►

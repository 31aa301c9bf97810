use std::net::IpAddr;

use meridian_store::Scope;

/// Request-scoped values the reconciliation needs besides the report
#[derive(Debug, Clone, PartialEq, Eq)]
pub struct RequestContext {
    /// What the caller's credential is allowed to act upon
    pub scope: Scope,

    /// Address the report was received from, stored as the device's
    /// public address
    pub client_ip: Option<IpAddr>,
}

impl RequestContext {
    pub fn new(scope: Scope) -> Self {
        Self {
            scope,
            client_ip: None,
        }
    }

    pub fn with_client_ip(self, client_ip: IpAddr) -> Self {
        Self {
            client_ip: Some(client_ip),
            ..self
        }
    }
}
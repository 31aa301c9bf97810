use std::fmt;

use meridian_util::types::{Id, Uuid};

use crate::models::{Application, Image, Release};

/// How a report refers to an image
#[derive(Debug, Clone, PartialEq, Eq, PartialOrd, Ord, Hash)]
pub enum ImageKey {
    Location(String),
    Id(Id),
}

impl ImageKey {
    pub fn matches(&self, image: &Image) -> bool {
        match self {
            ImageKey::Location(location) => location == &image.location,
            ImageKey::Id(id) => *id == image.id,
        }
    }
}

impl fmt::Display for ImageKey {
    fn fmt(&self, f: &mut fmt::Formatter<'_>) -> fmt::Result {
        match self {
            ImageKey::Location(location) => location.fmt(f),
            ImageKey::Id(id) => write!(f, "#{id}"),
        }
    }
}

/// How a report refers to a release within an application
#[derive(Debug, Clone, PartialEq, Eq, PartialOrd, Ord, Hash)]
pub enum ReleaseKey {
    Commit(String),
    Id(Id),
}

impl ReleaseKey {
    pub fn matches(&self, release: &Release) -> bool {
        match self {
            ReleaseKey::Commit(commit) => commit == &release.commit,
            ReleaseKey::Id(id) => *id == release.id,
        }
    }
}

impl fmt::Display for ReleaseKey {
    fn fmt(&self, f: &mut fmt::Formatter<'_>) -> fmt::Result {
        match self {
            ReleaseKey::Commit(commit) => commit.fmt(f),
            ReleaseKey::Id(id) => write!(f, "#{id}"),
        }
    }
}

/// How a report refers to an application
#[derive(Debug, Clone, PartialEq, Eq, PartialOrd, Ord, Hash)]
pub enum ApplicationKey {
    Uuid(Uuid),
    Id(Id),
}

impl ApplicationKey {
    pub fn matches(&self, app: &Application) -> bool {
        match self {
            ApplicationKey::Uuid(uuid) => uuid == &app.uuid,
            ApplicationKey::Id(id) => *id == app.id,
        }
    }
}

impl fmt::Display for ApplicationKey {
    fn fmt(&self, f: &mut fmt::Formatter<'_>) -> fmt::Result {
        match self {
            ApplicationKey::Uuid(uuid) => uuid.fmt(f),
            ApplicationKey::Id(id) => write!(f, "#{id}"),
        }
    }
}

◄
►

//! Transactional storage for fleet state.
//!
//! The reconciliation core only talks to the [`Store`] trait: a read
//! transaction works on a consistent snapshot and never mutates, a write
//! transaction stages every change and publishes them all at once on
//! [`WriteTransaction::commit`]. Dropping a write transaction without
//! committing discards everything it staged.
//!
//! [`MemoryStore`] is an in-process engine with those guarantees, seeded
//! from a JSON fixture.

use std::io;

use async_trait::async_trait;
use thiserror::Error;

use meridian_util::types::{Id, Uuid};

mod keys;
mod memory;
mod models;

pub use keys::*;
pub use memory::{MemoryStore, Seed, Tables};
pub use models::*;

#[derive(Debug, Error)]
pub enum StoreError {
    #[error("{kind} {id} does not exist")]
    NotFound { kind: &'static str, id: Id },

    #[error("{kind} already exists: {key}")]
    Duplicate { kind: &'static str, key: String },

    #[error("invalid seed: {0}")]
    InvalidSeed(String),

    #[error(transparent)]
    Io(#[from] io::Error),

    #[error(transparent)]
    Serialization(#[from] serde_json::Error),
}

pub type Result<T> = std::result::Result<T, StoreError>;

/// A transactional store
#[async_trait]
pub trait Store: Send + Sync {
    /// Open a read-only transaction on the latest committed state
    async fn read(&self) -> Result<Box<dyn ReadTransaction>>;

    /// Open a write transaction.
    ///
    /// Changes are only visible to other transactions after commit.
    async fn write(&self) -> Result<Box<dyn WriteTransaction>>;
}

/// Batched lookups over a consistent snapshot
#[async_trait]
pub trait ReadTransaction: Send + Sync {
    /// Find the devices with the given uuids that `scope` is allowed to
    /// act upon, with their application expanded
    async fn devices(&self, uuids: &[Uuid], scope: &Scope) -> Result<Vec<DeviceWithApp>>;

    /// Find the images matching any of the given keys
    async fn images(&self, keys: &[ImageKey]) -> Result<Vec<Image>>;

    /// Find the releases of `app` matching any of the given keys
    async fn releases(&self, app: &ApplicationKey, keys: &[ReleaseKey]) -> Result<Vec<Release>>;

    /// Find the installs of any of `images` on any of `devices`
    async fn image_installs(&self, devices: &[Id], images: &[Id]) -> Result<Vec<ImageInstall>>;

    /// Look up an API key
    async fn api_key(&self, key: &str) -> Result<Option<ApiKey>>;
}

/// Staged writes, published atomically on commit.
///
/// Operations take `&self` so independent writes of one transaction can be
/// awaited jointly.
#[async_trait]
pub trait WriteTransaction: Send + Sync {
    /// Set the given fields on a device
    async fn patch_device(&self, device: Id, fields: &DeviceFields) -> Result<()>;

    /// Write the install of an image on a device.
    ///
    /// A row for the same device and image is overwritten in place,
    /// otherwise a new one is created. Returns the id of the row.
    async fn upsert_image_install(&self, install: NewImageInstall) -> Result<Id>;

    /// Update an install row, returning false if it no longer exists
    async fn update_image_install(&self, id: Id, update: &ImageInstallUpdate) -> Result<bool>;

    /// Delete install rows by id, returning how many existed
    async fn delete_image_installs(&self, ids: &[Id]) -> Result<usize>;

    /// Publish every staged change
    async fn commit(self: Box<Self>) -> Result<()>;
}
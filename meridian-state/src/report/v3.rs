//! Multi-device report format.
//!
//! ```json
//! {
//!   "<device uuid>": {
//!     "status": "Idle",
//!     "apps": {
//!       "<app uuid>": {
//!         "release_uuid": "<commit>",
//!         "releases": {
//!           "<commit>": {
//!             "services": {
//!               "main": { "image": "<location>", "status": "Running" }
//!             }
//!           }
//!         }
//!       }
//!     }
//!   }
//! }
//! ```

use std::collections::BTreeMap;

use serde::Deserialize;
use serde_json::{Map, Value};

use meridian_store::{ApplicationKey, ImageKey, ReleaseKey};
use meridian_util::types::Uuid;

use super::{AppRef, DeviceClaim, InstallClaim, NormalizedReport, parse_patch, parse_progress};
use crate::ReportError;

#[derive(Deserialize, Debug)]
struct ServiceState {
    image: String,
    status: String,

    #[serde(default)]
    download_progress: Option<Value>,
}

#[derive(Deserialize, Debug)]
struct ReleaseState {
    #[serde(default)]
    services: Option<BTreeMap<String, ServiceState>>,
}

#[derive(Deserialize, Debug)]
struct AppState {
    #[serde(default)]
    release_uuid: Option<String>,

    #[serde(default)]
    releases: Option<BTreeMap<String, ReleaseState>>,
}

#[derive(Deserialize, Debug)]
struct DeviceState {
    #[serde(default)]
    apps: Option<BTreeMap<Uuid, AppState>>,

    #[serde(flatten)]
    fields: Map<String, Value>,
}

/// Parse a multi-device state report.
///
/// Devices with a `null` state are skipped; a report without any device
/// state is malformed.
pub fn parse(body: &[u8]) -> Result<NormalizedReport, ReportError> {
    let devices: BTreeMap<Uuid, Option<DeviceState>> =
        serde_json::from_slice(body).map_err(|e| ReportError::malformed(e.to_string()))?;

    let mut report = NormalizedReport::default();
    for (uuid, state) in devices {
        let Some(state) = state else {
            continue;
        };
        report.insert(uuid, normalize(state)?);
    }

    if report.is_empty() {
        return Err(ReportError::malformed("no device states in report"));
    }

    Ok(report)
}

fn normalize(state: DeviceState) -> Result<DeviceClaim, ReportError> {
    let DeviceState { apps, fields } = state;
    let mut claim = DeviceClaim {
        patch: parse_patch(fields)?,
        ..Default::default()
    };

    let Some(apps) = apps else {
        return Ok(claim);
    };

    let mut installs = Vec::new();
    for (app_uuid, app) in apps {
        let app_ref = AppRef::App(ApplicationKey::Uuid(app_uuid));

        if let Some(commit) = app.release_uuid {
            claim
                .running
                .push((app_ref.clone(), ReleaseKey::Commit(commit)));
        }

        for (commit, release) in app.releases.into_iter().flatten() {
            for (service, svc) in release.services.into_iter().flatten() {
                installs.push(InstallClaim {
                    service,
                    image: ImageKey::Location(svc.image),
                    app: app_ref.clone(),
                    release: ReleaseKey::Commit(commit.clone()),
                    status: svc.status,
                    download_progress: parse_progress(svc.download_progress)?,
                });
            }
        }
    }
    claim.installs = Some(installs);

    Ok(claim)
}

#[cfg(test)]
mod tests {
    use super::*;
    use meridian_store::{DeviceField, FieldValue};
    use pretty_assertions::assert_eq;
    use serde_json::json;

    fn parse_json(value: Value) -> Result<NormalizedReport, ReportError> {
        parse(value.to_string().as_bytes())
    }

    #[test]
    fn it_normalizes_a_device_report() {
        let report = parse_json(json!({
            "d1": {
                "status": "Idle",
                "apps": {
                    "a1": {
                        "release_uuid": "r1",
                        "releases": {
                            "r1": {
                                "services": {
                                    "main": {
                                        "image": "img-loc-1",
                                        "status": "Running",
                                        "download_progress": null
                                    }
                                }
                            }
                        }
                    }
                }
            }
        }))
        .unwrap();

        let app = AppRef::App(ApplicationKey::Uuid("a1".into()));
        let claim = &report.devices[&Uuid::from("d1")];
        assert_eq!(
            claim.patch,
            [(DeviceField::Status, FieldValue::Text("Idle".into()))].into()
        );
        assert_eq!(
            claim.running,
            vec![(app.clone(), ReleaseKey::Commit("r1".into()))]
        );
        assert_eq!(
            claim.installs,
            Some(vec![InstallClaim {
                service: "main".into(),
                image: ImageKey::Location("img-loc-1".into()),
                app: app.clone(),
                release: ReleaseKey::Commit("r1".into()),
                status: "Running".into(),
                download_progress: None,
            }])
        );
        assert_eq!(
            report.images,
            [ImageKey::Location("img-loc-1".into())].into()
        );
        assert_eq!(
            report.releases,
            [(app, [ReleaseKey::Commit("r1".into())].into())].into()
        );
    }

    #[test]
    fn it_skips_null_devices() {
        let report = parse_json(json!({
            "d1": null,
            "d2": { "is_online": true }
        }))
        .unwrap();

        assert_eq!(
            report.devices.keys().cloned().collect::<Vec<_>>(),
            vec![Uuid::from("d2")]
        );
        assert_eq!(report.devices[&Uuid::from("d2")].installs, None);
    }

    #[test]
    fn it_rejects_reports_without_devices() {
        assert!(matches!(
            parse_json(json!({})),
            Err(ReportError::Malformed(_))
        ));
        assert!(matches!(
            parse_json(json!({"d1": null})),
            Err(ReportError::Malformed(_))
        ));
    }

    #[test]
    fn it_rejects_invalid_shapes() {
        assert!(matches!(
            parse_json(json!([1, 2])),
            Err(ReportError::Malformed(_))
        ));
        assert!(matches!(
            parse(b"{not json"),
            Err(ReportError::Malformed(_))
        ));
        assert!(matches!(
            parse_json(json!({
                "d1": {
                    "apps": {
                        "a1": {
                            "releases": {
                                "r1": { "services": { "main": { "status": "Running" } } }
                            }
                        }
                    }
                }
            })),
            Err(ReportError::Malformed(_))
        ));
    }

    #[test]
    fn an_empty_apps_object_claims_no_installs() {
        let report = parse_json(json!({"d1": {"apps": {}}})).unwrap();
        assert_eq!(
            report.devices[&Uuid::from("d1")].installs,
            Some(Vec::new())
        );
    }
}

◄
►

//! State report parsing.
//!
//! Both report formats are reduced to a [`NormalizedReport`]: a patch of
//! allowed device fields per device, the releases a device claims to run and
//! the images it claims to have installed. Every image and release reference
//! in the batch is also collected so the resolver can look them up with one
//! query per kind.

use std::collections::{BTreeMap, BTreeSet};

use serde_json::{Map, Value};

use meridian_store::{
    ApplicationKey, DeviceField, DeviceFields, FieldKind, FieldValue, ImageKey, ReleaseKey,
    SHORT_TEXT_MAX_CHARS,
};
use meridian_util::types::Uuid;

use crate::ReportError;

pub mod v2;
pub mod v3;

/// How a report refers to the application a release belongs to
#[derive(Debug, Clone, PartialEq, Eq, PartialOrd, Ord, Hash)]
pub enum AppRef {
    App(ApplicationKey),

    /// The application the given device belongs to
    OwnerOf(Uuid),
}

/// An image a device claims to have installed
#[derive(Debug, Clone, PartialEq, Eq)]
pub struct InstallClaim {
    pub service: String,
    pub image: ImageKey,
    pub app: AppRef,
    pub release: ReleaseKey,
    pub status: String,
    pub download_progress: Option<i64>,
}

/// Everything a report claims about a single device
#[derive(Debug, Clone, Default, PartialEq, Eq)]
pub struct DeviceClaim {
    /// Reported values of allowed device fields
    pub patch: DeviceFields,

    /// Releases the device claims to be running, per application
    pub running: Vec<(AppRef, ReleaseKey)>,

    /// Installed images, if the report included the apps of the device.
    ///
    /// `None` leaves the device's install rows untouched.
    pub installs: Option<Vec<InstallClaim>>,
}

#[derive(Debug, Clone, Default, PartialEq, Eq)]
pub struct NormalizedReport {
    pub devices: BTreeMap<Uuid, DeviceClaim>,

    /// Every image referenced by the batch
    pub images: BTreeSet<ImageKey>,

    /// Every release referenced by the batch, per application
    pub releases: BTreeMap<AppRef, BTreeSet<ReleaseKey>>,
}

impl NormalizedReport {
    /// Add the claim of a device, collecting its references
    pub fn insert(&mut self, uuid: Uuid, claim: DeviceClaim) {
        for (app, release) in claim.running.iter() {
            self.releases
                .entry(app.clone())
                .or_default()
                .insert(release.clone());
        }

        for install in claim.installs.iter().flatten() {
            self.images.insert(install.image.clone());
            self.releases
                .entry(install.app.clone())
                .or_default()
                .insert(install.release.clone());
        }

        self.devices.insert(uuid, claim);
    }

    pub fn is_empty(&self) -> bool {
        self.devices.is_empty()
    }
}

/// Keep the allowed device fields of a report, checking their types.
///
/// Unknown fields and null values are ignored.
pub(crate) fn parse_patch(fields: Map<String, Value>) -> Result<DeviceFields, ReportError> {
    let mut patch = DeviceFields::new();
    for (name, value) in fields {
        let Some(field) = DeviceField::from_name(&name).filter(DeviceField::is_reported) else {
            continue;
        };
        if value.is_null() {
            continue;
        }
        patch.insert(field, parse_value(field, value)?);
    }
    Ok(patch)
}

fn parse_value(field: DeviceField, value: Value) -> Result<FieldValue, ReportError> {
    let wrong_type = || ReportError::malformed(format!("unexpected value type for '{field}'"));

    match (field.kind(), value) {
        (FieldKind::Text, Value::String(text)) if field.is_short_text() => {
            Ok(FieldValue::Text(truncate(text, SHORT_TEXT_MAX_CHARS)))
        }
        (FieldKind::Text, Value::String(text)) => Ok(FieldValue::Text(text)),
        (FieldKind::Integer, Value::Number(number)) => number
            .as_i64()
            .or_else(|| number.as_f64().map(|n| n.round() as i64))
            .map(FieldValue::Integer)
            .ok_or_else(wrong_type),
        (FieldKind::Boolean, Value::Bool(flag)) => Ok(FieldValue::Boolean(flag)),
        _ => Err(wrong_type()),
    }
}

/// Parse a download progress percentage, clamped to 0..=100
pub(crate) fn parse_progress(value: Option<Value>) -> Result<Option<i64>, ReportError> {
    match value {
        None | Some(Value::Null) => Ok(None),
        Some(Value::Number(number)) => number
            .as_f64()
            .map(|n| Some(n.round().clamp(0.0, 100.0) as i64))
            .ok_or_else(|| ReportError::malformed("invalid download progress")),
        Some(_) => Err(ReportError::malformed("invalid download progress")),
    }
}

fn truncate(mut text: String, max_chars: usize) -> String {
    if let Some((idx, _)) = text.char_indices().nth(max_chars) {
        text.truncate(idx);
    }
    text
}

◄

YOUR TASK:
All that is wanted is a faithful reproduction of the line above with "str, key: String", the line with "of the row.", and every line in between.

ANSWER AREA:
    Duplicate { kind: &'static str, key: String },

    #[error("invalid seed: {0}")]
    InvalidSeed(String),

    #[error(transparent)]
    Io(#[from] io::Error),

    #[error(transparent)]
    Serialization(#[from] serde_json::Error),
}

pub type Result<T> = std::result::Result<T, StoreError>;

/// A transactional store
#[async_trait]
pub trait Store: Send + Sync {
    /// Open a read-only transaction on the latest committed state
    async fn read(&self) -> Result<Box<dyn ReadTransaction>>;

    /// Open a write transaction.
    ///
    /// Changes are only visible to other transactions after commit.
    async fn write(&self) -> Result<Box<dyn WriteTransaction>>;
}

/// Batched lookups over a consistent snapshot
#[async_trait]
pub trait ReadTransaction: Send + Sync {
    /// Find the devices with the given uuids that `scope` is allowed to
    /// act upon, with their application expanded
    async fn devices(&self, uuids: &[Uuid], scope: &Scope) -> Result<Vec<DeviceWithApp>>;

    /// Find the images matching any of the given keys
    async fn images(&self, keys: &[ImageKey]) -> Result<Vec<Image>>;

    /// Find the releases of `app` matching any of the given keys
    async fn releases(&self, app: &ApplicationKey, keys: &[ReleaseKey]) -> Result<Vec<Release>>;

    /// Find the installs of any of `images` on any of `devices`
    async fn image_installs(&self, devices: &[Id], images: &[Id]) -> Result<Vec<ImageInstall>>;

    /// Look up an API key
    async fn api_key(&self, key: &str) -> Result<Option<ApiKey>>;
}

/// Staged writes, published atomically on commit.
///
/// Operations take `&self` so independent writes of one transaction can be
/// awaited jointly.
#[async_trait]
pub trait WriteTransaction: Send + Sync {
    /// Set the given fields on a device
    async fn patch_device(&self, device: Id, fields: &DeviceFields) -> Result<()>;

    /// Write the install of an image on a device.
    ///
    /// A row for the same device and image is overwritten in place,
    /// otherwise a new one is created. Returns the id of the row.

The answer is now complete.